A wrapper function for scDblFinder. Identify potential doublet cells based on simulations of putative doublet expression profiles. Generate a doublet score for each cell.
runScDblFinder( inSCE, sample = NULL, useAssay = "counts", nNeighbors = 50, simDoublets = max(10000, ncol(inSCE)), seed = 12345, BPPARAM = BiocParallel::SerialParam() )
inSCE | A SingleCellExperiment object. |
---|---|
sample | Character vector. Indicates which sample each cell belongs to. scDblFinder will be run on cells from each sample separately. |
useAssay | A string specifying which assay in the SCE to use. |
nNeighbors | Number of nearest neighbors used to calculate density for doublet detection. Default 50. |
simDoublets | Number of simulated doublets created for doublet detection. Default 10000. |
seed | Seed for the random number generator. Default 12345. |
BPPARAM | A |
A SingleCellExperiment object with the scDblFinder QC outputs added to the colData slot.

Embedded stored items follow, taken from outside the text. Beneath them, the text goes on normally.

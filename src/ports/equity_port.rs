//! Equity reference data port trait.

use crate::domain::equity::EquityMetadata;
use crate::domain::error::OverlapError;

pub trait EquityPort {
    /// Symbol to metadata mapping, in the provider's iteration order.
    fn select_equities(&self) -> Result<Vec<(String, EquityMetadata)>, OverlapError>;
}
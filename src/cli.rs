//! CLI definition and dispatch.

use clap::{Parser, Subcommand};
use std::path::PathBuf;
use std::process::ExitCode;

use crate::adapters::csv_adapter::CsvAdapter;
use crate::adapters::csv_report_adapter::CsvReportAdapter;
use crate::adapters::file_config_adapter::FileConfigAdapter;
use crate::domain::config_validation::{enrich, top_n, validate_config};
use crate::domain::equity::EquityReference;
use crate::domain::error::OverlapError;
use crate::domain::merge::Membership;
use crate::domain::overlap::{EtfOverlapCalculator, OverlapReport, OverlapRow};
use crate::ports::config_port::ConfigPort;
use crate::ports::equity_port::EquityPort;
use crate::ports::holdings_port::HoldingsPort;
use crate::ports::report_port::ReportPort;

#[derive(Parser, Debug)]
#[command(name = "etf-overlap", about = "Compare the holdings of two ETFs")]
pub struct Cli {
    /// Enable debug logging
    #[arg(short, long, global = true)]
    pub verbose: bool,

    #[command(subcommand)]
    pub command: Command,
}

#[derive(Subcommand, Debug)]
pub enum Command {
    /// Compare two ETFs and show their overlapping holdings
    Compare {
        #[arg(short, long)]
        config: PathBuf,
        etf_a: String,
        etf_b: String,
        /// Overlapping holdings to show per ETF (overrides [report] top_n)
        #[arg(long)]
        top: Option<usize>,
        /// Write the lesser ETF's full overlap table to this CSV file
        #[arg(short, long)]
        output: Option<PathBuf>,
    },
    /// Show the normalized holdings of one ETF
    Holdings {
        #[arg(short, long)]
        config: PathBuf,
        etf: String,
    },
    /// Validate a configuration file
    Validate {
        #[arg(short, long)]
        config: PathBuf,
    },
}

/// Options for one `compare` run, resolved from CLI flags and config.
#[derive(Debug, Clone)]
pub struct CompareOptions {
    pub etf_a: String,
    pub etf_b: String,
    pub top_n: usize,
    pub enrich: bool,
    pub output: Option<PathBuf>,
}

pub fn run(cli: Cli) -> ExitCode {
    match cli.command {
        Command::Compare {
            config,
            etf_a,
            etf_b,
            top,
            output,
        } => run_compare(&config, &etf_a, &etf_b, top, output),
        Command::Holdings { config, etf } => run_holdings(&config, &etf),
        Command::Validate { config } => run_validate(&config),
    }
}

pub fn load_config(path: &PathBuf) -> Result<FileConfigAdapter, ExitCode> {
    FileConfigAdapter::from_file(path).map_err(|e| {
        eprintln!("error: {e}");
        ExitCode::from(&e)
    })
}

fn load_validated(path: &PathBuf) -> Result<(FileConfigAdapter, CsvAdapter), ExitCode> {
    tracing::info!(path = %path.display(), "loading config");
    let config = load_config(path)?;
    let data = validate_config(&config)
        .and_then(|()| CsvAdapter::from_config(&config))
        .map_err(|e| {
            eprintln!("error: {e}");
            ExitCode::from(&e)
        })?;
    Ok((config, data))
}

/// `compare` options from the command line, falling back to config values.
pub fn build_compare_options(
    config: &dyn ConfigPort,
    etf_a: &str,
    etf_b: &str,
    top: Option<usize>,
    output: Option<PathBuf>,
) -> CompareOptions {
    CompareOptions {
        etf_a: etf_a.trim().to_uppercase(),
        etf_b: etf_b.trim().to_uppercase(),
        top_n: top.filter(|n| *n > 0).unwrap_or_else(|| top_n(config)),
        enrich: enrich(config),
        output,
    }
}

fn run_compare(
    config_path: &PathBuf,
    etf_a: &str,
    etf_b: &str,
    top: Option<usize>,
    output: Option<PathBuf>,
) -> ExitCode {
    let (config, data) = match load_validated(config_path) {
        Ok(loaded) => loaded,
        Err(code) => return code,
    };
    let options = build_compare_options(&config, etf_a, etf_b, top, output);

    match run_compare_pipeline(&data, &data, &CsvReportAdapter::new(), &options) {
        Ok(()) => ExitCode::SUCCESS,
        Err(e) => {
            eprintln!("error: {e}");
            (&e).into()
        }
    }
}

/// Run a comparison against the given ports and print the summary to stdout.
pub fn run_compare_pipeline(
    holdings: &dyn HoldingsPort,
    equities: &dyn EquityPort,
    report_port: &dyn ReportPort,
    options: &CompareOptions,
) -> Result<(), OverlapError> {
    let calculator = EtfOverlapCalculator::new(holdings, EquityReference::new(equities));
    let report = calculator.compare(&options.etf_a, &options.etf_b)?;

    println!("{}", format_summary(&report)?);

    for etf in [report.lesser(), report.greater()] {
        let rows = if options.enrich {
            calculator.top_overlap_holdings(&report, etf, options.top_n)?
        } else {
            let mut rows = report.ranked_overlap(etf)?;
            rows.truncate(options.top_n);
            rows
        };
        println!();
        println!("Top {} overlapping holdings by weight in {}:", options.top_n, etf);
        print!("{}", format_rows(&rows));
    }

    if let Some(path) = &options.output {
        let etf = report.lesser();
        let rows = if options.enrich {
            calculator.overlap_holdings(&report, etf)?
        } else {
            report.ranked_overlap(etf)?
        };
        report_port.write(etf, &rows, &path.display().to_string())?;
        tracing::info!(path = %path.display(), rows = rows.len(), "overlap report written");
    }

    Ok(())
}

pub fn format_summary(report: &OverlapReport) -> Result<String, OverlapError> {
    let merged = &report.merged;
    let mut out = String::new();
    out.push_str(&format!("=== {} vs {} ===\n", report.etf_a(), report.etf_b()));
    out.push_str(&format!(
        "Holdings:        {} shared, {} only in {}, {} only in {}\n",
        merged.count(Membership::Both),
        merged.count(Membership::OnlyA),
        report.etf_a(),
        merged.count(Membership::OnlyB),
        report.etf_b(),
    ));
    out.push_str(&format!(
        "Total shares:    {} {:.0}, {} {:.0}\n",
        report.etf_a(),
        report.size.total_shares_a,
        report.etf_b(),
        report.size.total_shares_b,
    ));
    out.push_str(&format!(
        "Greater / lesser: {} / {}\n",
        report.greater(),
        report.lesser()
    ));
    for etf in [report.etf_a(), report.etf_b()] {
        out.push_str(&format!(
            "Overlap in {}: {:.0}%\n",
            etf,
            report.overlap_percent(etf)? * 100.0
        ));
    }
    Ok(out)
}

pub fn format_rows(rows: &[OverlapRow]) -> String {
    if rows.is_empty() {
        return "  (no overlapping holdings)\n".to_string();
    }
    rows.iter()
        .map(|r| {
            format!(
                "  {:<8} {:<32} {:>7.2}% {:>14.0}  {} / {} / {}\n",
                r.symbol,
                r.name,
                r.percent * 100.0,
                r.shares,
                r.sector.as_deref().unwrap_or("-"),
                r.industry.as_deref().unwrap_or("-"),
                r.country.as_deref().unwrap_or("-"),
            )
        })
        .collect()
}

fn run_holdings(config_path: &PathBuf, etf: &str) -> ExitCode {
    let (_config, data) = match load_validated(config_path) {
        Ok(loaded) => loaded,
        Err(code) => return code,
    };

    let etf = etf.trim().to_uppercase();
    let calculator = EtfOverlapCalculator::new(&data, EquityReference::new(&data));
    let rows = match calculator.load_holdings(&etf) {
        Ok(rows) => rows,
        Err(e) => {
            eprintln!("error: {e}");
            return (&e).into();
        }
    };

    for row in &rows {
        println!(
            "{:<8} {:<32} {:>7.2}% {:>14.0}",
            row.symbol,
            row.name,
            row.percent * 100.0,
            row.shares
        );
    }
    eprintln!("{} holdings in {}", rows.len(), etf);
    ExitCode::SUCCESS
}

fn run_validate(config_path: &PathBuf) -> ExitCode {
    let (config, _data) = match load_validated(config_path) {
        Ok(loaded) => loaded,
        Err(code) => return code,
    };
    eprintln!("Configuration is valid (top_n = {}).", top_n(&config));
    ExitCode::SUCCESS
}
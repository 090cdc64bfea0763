//! ETF holdings representation and normalization.
//!
//! Providers hand back loosely typed tables: a header plus string cells,
//! with percentages written like `"12.34%"`. [`normalize_holdings`] turns
//! one of those into typed [`HoldingRow`]s with fractional weights.

use crate::domain::error::OverlapError;

/// Number of columns a raw table must carry: symbol, name, percent, shares.
pub const HOLDINGS_COLUMNS: usize = 4;

/// Holdings table as delivered by a provider, before normalization.
#[derive(Debug, Clone, Default, PartialEq)]
pub struct RawHoldingsTable {
    pub columns: Vec<String>,
    pub rows: Vec<Vec<String>>,
}

impl RawHoldingsTable {
    pub fn new(columns: Vec<String>, rows: Vec<Vec<String>>) -> Self {
        Self { columns, rows }
    }

    pub fn len(&self) -> usize {
        self.rows.len()
    }

    pub fn is_empty(&self) -> bool {
        self.rows.is_empty()
    }
}

/// One security held by one ETF. `percent` is a fraction (0.05 == 5%).
#[derive(Debug, Clone, PartialEq)]
pub struct HoldingRow {
    pub symbol: String,
    pub name: String,
    pub percent: f64,
    pub shares: f64,
}

/// Normalize a raw provider table into holdings rows.
///
/// Columns are taken positionally as (symbol, name, percent, shares); the
/// provider's own header names are not trusted. Any table or row that is
/// not exactly four cells wide is rejected rather than misaligned.
pub fn normalize_holdings(raw: &RawHoldingsTable) -> Result<Vec<HoldingRow>, OverlapError> {
    if raw.columns.len() != HOLDINGS_COLUMNS {
        return Err(OverlapError::SchemaMismatch {
            reason: format!(
                "expected {} columns (symbol, name, percent, shares), found {}: [{}]",
                HOLDINGS_COLUMNS,
                raw.columns.len(),
                raw.columns.join(", ")
            ),
        });
    }

    raw.rows
        .iter()
        .enumerate()
        .map(|(i, row)| {
            if row.len() != HOLDINGS_COLUMNS {
                return Err(OverlapError::SchemaMismatch {
                    reason: format!(
                        "row {} has {} cells, expected {}",
                        i,
                        row.len(),
                        HOLDINGS_COLUMNS
                    ),
                });
            }
            Ok(HoldingRow {
                symbol: row[0].trim().to_string(),
                name: row[1].trim().to_string(),
                percent: parse_percent(&row[2]).ok_or_else(|| OverlapError::SchemaMismatch {
                    reason: format!("row {}: invalid percent value {:?}", i, row[2]),
                })?,
                shares: parse_shares(&row[3]).ok_or_else(|| OverlapError::SchemaMismatch {
                    reason: format!("row {}: invalid shares value {:?}", i, row[3]),
                })?,
            })
        })
        .collect()
}

/// `"12.34%"` -> 0.1234. A missing `%` suffix is tolerated.
pub fn parse_percent(value: &str) -> Option<f64> {
    let trimmed = value.trim();
    let number = trimmed.strip_suffix('%').unwrap_or(trimmed).trim_end();
    let parsed: f64 = number.parse().ok()?;
    parsed.is_finite().then_some(parsed / 100.0)
}

/// Share counts may carry thousands separators. Blank counts as zero.
pub fn parse_shares(value: &str) -> Option<f64> {
    let cleaned: String = value.trim().chars().filter(|c| *c != ',').collect();
    if cleaned.is_empty() {
        return Some(0.0);
    }
    let parsed: f64 = cleaned.parse().ok()?;
    parsed.is_finite().then_some(parsed)
}

#[cfg(test)]
mod tests {
    use super::*;
    use approx::assert_relative_eq;

    fn raw(rows: &[[&str; 4]]) -> RawHoldingsTable {
        RawHoldingsTable::new(
            vec!["symbol".into(), "name".into(), "% of ETF".into(), "shares".into()],
            rows.iter()
                .map(|r| r.iter().map(|c| c.to_string()).collect())
                .collect(),
        )
    }

    #[test]
    fn percent_string_becomes_fraction() {
        let rows = normalize_holdings(&raw(&[["AAPL", "Apple Inc.", "7.50%", "1000"]])).unwrap();
        assert_eq!(rows.len(), 1);
        assert_relative_eq!(rows[0].percent, 0.075, epsilon = 1e-12);
        assert_relative_eq!(rows[0].shares, 1000.0);
        assert_eq!(rows[0].symbol, "AAPL");
        assert_eq!(rows[0].name, "Apple Inc.");
    }

    #[test]
    fn percent_without_suffix_is_still_divided() {
        assert_relative_eq!(parse_percent("12.34").unwrap(), 0.1234, epsilon = 1e-12);
        assert_relative_eq!(parse_percent(" 0.5 % ").unwrap(), 0.005, epsilon = 1e-12);
    }

    #[test]
    fn invalid_percent_is_schema_mismatch() {
        let err = normalize_holdings(&raw(&[["AAPL", "Apple", "n/a", "1"]])).unwrap_err();
        assert!(matches!(err, OverlapError::SchemaMismatch { reason } if reason.contains("percent")));
    }

    #[test]
    fn shares_with_separators() {
        assert_eq!(parse_shares("1,234,567"), Some(1_234_567.0));
        assert_eq!(parse_shares(""), Some(0.0));
        assert_eq!(parse_shares("12.5"), Some(12.5));
        assert_eq!(parse_shares("lots"), None);
    }

    #[test]
    fn wrong_column_count_is_rejected() {
        let table = RawHoldingsTable::new(
            vec!["symbol".into(), "name".into(), "percent".into()],
            vec![vec!["AAPL".into(), "Apple".into(), "1%".into()]],
        );
        let err = normalize_holdings(&table).unwrap_err();
        assert!(matches!(err, OverlapError::SchemaMismatch { .. }));
    }

    #[test]
    fn ragged_row_is_rejected() {
        let mut table = raw(&[["AAPL", "Apple", "1%", "10"]]);
        table.rows.push(vec!["MSFT".into(), "Microsoft".into()]);
        let err = normalize_holdings(&table).unwrap_err();
        assert!(matches!(err, OverlapError::SchemaMismatch { reason } if reason.contains("row 1")));
    }

    #[test]
    fn empty_table_normalizes_to_nothing() {
        let rows = normalize_holdings(&raw(&[])).unwrap();
        assert!(rows.is_empty());
    }

    #[test]
    fn row_order_is_preserved() {
        let rows = normalize_holdings(&raw(&[
            ["MSFT", "Microsoft", "6%", "5"],
            ["AAPL", "Apple", "7%", "9"],
        ]))
        .unwrap();
        let symbols: Vec<_> = rows.iter().map(|r| r.symbol.as_str()).collect();
        assert_eq!(symbols, vec!["MSFT", "AAPL"]);
    }
}
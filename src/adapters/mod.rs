//! Concrete adapter implementations for ports.

pub mod csv_adapter;
pub mod csv_report_adapter;
pub mod file_config_adapter;
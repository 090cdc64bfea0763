//! INI file configuration adapter.
//!
//! Section and key names are case-insensitive (`configparser` lowercases
//! them). Parse failures carry the name of the source they came from.

use crate::domain::config_validation::parse_flag;
use crate::domain::error::OverlapError;
use crate::ports::config_port::ConfigPort;
use configparser::ini::Ini;
use std::path::Path;

const INLINE_SOURCE: &str = "<inline>";

pub struct FileConfigAdapter {
    ini: Ini,
}

impl FileConfigAdapter {
    pub fn from_file<P: AsRef<Path>>(path: P) -> Result<Self, OverlapError> {
        let path = path.as_ref();
        let mut ini = Ini::new();
        ini.load(path).map_err(|reason| OverlapError::ConfigParse {
            file: path.display().to_string(),
            reason,
        })?;
        tracing::debug!(file = %path.display(), sections = ini.sections().len(), "config loaded");
        Ok(Self { ini })
    }

    pub fn from_string(content: &str) -> Result<Self, OverlapError> {
        let mut ini = Ini::new();
        ini.read(content.to_string())
            .map_err(|reason| OverlapError::ConfigParse {
                file: INLINE_SOURCE.to_string(),
                reason,
            })?;
        Ok(Self { ini })
    }
}

impl ConfigPort for FileConfigAdapter {
    fn get_string(&self, section: &str, key: &str) -> Option<String> {
        self.ini.get(section, key)
    }

    fn get_int(&self, section: &str, key: &str, default: i64) -> i64 {
        self.ini
            .getint(section, key)
            .ok()
            .flatten()
            .unwrap_or(default)
    }

    fn get_bool(&self, section: &str, key: &str, default: bool) -> bool {
        self.get_string(section, key)
            .as_deref()
            .and_then(parse_flag)
            .unwrap_or(default)
    }
}
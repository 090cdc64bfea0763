//! Port traits the domain depends on.

pub mod config_port;
pub mod equity_port;
pub mod holdings_port;
pub mod report_port;
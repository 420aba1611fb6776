//! Process-wide `tracing` subscriber setup.

use tracing::Level;
use tracing_subscriber::layer::SubscriberExt;
use tracing_subscriber::util::SubscriberInitExt;
use tracing_subscriber::{EnvFilter, Layer};

/// Subscriber configuration.
#[derive(Debug, Clone)]
pub struct LoggingConfig {
    /// Level used when `RUST_LOG` is unset or invalid.
    pub level: Level,
    /// Emit one JSON object per event instead of human-readable lines.
    pub json: bool,
    pub ansi: bool,
}

impl Default for LoggingConfig {
    fn default() -> Self {
        Self {
            level: Level::INFO,
            json: false,
            ansi: true,
        }
    }
}

#[derive(Debug, thiserror::Error)]
pub enum LoggingError {
    #[error("a global tracing subscriber is already installed")]
    AlreadyInitialized(#[from] tracing_subscriber::util::TryInitError),
}

/// Installs the global subscriber: an `EnvFilter` honouring `RUST_LOG`
/// (falling back to `config.level`) and a plain or JSON `fmt` layer.
///
/// # Errors
///
/// Returns [`LoggingError::AlreadyInitialized`] if a global subscriber has
/// already been set.
pub fn init_logging(config: &LoggingConfig) -> Result<(), LoggingError> {
    let filter = EnvFilter::try_from_default_env()
        .unwrap_or_else(|_| EnvFilter::new(level_name(config.level)));

    let layer = tracing_subscriber::fmt::layer()
        .with_ansi(config.ansi && !config.json)
        .with_thread_names(true);
    let layer = if config.json {
        layer.json().flatten_event(true).boxed()
    } else {
        layer.boxed()
    };

    tracing_subscriber::registry()
        .with(filter)
        .with(layer)
        .try_init()?;
    Ok(())
}

const fn level_name(level: Level) -> &'static str {
    match level {
        Level::TRACE => "trace",
        Level::DEBUG => "debug",
        Level::INFO => "info",
        Level::WARN => "warn",
        Level::ERROR => "error",
    }
}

This function is a wrapper function for scDblFinder.
runScDblFinder
runs scDblFinder for each
sample
within inSCE
iteratively. The
resulting doublet scores for all cells will be appended to the
colData of inSCE
.
Lun ATL (2018). Detecting doublet cells with scran. https://ltla.github.io/SingleCellThoughts/software/doublet_detection/bycell.html
data(scExample, package = "singleCellTK") sce <- subsetSCECols(sce, colData = "type != 'EmptyDroplet'") sce <- runScDblFinder(sce)#>